┌─ Listed records

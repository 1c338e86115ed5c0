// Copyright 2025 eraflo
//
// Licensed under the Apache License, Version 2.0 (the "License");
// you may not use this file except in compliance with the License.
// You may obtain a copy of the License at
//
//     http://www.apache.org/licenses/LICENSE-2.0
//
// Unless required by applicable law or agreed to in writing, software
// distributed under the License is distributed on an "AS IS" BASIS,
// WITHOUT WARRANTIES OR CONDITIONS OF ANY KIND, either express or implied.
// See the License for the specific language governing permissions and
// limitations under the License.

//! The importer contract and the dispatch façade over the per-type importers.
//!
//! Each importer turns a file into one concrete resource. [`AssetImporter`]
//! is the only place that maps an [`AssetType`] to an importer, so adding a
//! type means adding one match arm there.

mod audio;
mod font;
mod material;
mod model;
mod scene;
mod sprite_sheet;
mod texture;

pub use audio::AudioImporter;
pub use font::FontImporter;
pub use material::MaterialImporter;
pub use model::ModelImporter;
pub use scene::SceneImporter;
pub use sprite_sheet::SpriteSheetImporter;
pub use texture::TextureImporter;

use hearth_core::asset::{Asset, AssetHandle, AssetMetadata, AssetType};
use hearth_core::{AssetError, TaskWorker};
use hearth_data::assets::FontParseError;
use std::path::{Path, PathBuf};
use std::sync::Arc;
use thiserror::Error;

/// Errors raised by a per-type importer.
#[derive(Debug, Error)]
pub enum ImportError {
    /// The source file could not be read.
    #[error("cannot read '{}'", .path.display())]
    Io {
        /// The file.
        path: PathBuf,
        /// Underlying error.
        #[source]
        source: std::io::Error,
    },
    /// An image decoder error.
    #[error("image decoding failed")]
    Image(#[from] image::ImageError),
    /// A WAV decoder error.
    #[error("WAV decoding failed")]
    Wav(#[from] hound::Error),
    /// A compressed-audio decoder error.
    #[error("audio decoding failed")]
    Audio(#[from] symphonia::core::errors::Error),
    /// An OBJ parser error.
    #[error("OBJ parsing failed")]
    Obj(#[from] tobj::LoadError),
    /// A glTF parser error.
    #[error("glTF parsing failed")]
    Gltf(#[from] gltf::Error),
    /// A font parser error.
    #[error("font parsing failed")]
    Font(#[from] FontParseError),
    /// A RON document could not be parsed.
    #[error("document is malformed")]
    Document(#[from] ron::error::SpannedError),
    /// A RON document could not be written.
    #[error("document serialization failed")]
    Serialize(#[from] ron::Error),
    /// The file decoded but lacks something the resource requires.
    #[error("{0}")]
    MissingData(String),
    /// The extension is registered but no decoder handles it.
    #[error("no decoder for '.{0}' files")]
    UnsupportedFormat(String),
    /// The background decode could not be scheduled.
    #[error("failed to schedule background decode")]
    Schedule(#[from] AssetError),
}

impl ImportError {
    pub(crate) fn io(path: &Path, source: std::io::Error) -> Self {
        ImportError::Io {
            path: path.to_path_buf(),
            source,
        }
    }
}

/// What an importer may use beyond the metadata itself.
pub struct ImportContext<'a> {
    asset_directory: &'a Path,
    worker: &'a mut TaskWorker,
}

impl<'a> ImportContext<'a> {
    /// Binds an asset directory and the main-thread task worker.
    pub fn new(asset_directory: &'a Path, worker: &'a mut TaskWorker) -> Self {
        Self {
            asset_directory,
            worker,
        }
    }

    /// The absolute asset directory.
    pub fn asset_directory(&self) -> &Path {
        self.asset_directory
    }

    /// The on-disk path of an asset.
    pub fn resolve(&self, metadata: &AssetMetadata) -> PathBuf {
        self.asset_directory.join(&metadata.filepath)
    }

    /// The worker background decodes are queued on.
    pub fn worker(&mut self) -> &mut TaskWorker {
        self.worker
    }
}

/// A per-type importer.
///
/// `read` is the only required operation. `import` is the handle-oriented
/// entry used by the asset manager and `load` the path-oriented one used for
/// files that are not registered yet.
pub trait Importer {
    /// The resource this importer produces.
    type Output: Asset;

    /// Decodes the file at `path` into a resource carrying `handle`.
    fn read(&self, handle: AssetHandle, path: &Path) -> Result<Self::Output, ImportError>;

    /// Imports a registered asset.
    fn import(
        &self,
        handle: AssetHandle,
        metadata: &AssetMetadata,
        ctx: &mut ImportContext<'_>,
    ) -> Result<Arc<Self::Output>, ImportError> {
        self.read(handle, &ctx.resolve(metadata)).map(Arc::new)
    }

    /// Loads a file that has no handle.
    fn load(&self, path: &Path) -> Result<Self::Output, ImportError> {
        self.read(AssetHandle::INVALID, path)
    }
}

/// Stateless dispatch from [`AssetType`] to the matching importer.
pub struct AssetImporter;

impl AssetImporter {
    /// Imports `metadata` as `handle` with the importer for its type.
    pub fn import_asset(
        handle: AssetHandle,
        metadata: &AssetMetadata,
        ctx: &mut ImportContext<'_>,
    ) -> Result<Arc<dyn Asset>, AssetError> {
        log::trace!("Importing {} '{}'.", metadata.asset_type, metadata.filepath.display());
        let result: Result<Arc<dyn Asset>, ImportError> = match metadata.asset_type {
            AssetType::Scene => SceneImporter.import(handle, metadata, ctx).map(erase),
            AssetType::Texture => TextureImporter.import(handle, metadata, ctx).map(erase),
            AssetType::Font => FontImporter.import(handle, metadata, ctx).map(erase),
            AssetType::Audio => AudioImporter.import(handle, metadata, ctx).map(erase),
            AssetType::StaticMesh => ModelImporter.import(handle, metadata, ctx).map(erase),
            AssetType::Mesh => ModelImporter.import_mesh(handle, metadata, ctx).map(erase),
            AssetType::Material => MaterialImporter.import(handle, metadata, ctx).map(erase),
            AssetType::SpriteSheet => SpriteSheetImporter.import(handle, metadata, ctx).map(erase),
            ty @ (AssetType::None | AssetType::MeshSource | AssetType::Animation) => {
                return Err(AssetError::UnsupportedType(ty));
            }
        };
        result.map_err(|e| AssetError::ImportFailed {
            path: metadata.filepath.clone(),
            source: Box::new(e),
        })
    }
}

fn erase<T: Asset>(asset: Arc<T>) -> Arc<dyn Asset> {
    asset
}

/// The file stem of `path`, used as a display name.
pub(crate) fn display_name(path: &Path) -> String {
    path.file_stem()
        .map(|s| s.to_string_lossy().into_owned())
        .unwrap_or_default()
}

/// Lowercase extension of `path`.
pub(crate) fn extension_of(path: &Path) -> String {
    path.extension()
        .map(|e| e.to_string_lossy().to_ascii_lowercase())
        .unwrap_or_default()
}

└─

Assignment: Retype all of the entries precisely as they are.

Problem solution:
repository 1c338e86115ed5c0
// Copyright 2025 eraflo
//
// Licensed under the Apache License, Version 2.0 (the "License");
// you may not use this file except in compliance with the License.
// You may obtain a copy of the License at
//
//     http://www.apache.org/licenses/LICENSE-2.0
//
// Unless required by applicable law or agreed to in writing, software
// distributed under the License is distributed on an "AS IS" BASIS,
// WITHOUT WARRANTIES OR CONDITIONS OF ANY KIND, either express or implied.
// See the License for the specific language governing permissions and
// limitations under the License.

//! The importer contract and the dispatch façade over the per-type importers.
//!
//! Each importer turns a file into one concrete resource. [`AssetImporter`]
//! is the only place that maps an [`AssetType`] to an importer, so adding a
//! type means adding one match arm there.

mod audio;
mod font;
mod material;
mod model;
mod scene;
mod sprite_sheet;
mod texture;

pub use audio::AudioImporter;
pub use font::FontImporter;
pub use material::MaterialImporter;
pub use model::ModelImporter;
pub use scene::SceneImporter;
pub use sprite_sheet::SpriteSheetImporter;
pub use texture::TextureImporter;

use hearth_core::asset::{Asset, AssetHandle, AssetMetadata, AssetType};
use hearth_core::{AssetError, TaskWorker};
use hearth_data::assets::FontParseError;
use std::path::{Path, PathBuf};
use std::sync::Arc;
use thiserror::Error;

/// Errors raised by a per-type importer.
#[derive(Debug, Error)]
pub enum ImportError {
    /// The source file could not be read.
    #[error("cannot read '{}'", .path.display())]
    Io {
        /// The file.
        path: PathBuf,
        /// Underlying error.
        #[source]
        source: std::io::Error,
    },
    /// An image decoder error.
    #[error("image decoding failed")]
    Image(#[from] image::ImageError),
    /// A WAV decoder error.
    #[error("WAV decoding failed")]
    Wav(#[from] hound::Error),
    /// A compressed-audio decoder error.
    #[error("audio decoding failed")]
    Audio(#[from] symphonia::core::errors::Error),
    /// An OBJ parser error.
    #[error("OBJ parsing failed")]
    Obj(#[from] tobj::LoadError),
    /// A glTF parser error.
    #[error("glTF parsing failed")]
    Gltf(#[from] gltf::Error),
    /// A font parser error.
    #[error("font parsing failed")]
    Font(#[from] FontParseError),
    /// A RON document could not be parsed.
    #[error("document is malformed")]
    Document(#[from] ron::error::SpannedError),
    /// A RON document could not be written.
    #[error("document serialization failed")]
    Serialize(#[from] ron::Error),
    /// The file decoded but lacks something the resource requires.
    #[error("{0}")]
    MissingData(String),
    /// The extension is registered but no decoder handles it.
    #[error("no decoder for '.{0}' files")]
    UnsupportedFormat(String),
    /// The background decode could not be scheduled.
    #[error("failed to schedule background decode")]
    Schedule(#[from] AssetError),
}

impl ImportError {
    pub(crate) fn io(path: &Path, source: std::io::Error) -> Self {
        ImportError::Io {
            path: path.to_path_buf(),
            source,
        }
    }
}

/// What an importer may use beyond the metadata itself.
pub struct ImportContext<'a> {
    asset_directory: &'a Path,
    worker: &'a mut TaskWorker,
}

impl<'a> ImportContext<'a> {
    /// Binds an asset directory and the main-thread task worker.
    pub fn new(asset_directory: &'a Path, worker: &'a mut TaskWorker) -> Self {
        Self {
            asset_directory,
            worker,
        }
    }

    /// The absolute asset directory.
    pub fn asset_directory(&self) -> &Path {
        self.asset_directory
    }

    /// The on-disk path of an asset.
    pub fn resolve(&self, metadata: &AssetMetadata) -> PathBuf {
        self.asset_directory.join(&metadata.filepath)
    }

    /// The worker background decodes are queued on.
    pub fn worker(&mut self) -> &mut TaskWorker {
        self.worker
    }
}

/// A per-type importer.
///
/// `read` is the only required operation. `import` is the handle-oriented
/// entry used by the asset manager and `load` the path-oriented one used for
/// files that are not registered yet.
pub trait Importer {
    /// The resource this importer produces.
    type Output: Asset;

    /// Decodes the file at `path` into a resource carrying `handle`.
    fn read(&self, handle: AssetHandle, path: &Path) -> Result<Self::Output, ImportError>;

    /// Imports a registered asset.
    fn import(
        &self,
        handle: AssetHandle,
        metadata: &AssetMetadata,
        ctx: &mut ImportContext<'_>,
    ) -> Result<Arc<Self::Output>, ImportError> {
        self.read(handle, &ctx.resolve(metadata)).map(Arc::new)
    }

    /// Loads a file that has no handle.
    fn load(&self, path: &Path) -> Result<Self::Output, ImportError> {
        self.read(AssetHandle::INVALID, path)
    }
}

/// Stateless dispatch from [`AssetType`] to the matching importer.
pub struct AssetImporter;

impl AssetImporter {
    /// Imports `metadata` as `handle` with the importer for its type.
    pub fn import_asset(
        handle: AssetHandle,
        metadata: &AssetMetadata,
        ctx: &mut ImportContext<'_>,
    ) -> Result<Arc<dyn Asset>, AssetError> {
        log::trace!("Importing {} '{}'.", metadata.asset_type, metadata.filepath.display());
        let result: Result<Arc<dyn Asset>, ImportError> = match metadata.asset_type {
            AssetType::Scene => SceneImporter.import(handle, metadata, ctx).map(erase),
            AssetType::Texture => TextureImporter.import(handle, metadata, ctx).map(erase),
            AssetType::Font => FontImporter.import(handle, metadata, ctx).map(erase),
            AssetType::Audio => AudioImporter.import(handle, metadata, ctx).map(erase),
            AssetType::StaticMesh => ModelImporter.import(handle, metadata, ctx).map(erase),
            AssetType::Mesh => ModelImporter.import_mesh(handle, metadata, ctx).map(erase),
            AssetType::Material => MaterialImporter.import(handle, metadata, ctx).map(erase),
            AssetType::SpriteSheet => SpriteSheetImporter.import(handle, metadata, ctx).map(erase),
            ty @ (AssetType::None | AssetType::MeshSource | AssetType::Animation) => {
                return Err(AssetError::UnsupportedType(ty));
            }
        };
        result.map_err(|e| AssetError::ImportFailed {
            path: metadata.filepath.clone(),
            source: Box::new(e),
        })
    }
}

fn erase<T: Asset>(asset: Arc<T>) -> Arc<dyn Asset> {
    asset
}

/// The file stem of `path`, used as a display name.
pub(crate) fn display_name(path: &Path) -> String {
    path.file_stem()
        .map(|s| s.to_string_lossy().into_owned())
        .unwrap_or_default()
}

/// Lowercase extension of `path`.
pub(crate) fn extension_of(path: &Path) -> String {
    path.extension()
        .map(|e| e.to_string_lossy().to_ascii_lowercase())
        .unwrap_or_default()
}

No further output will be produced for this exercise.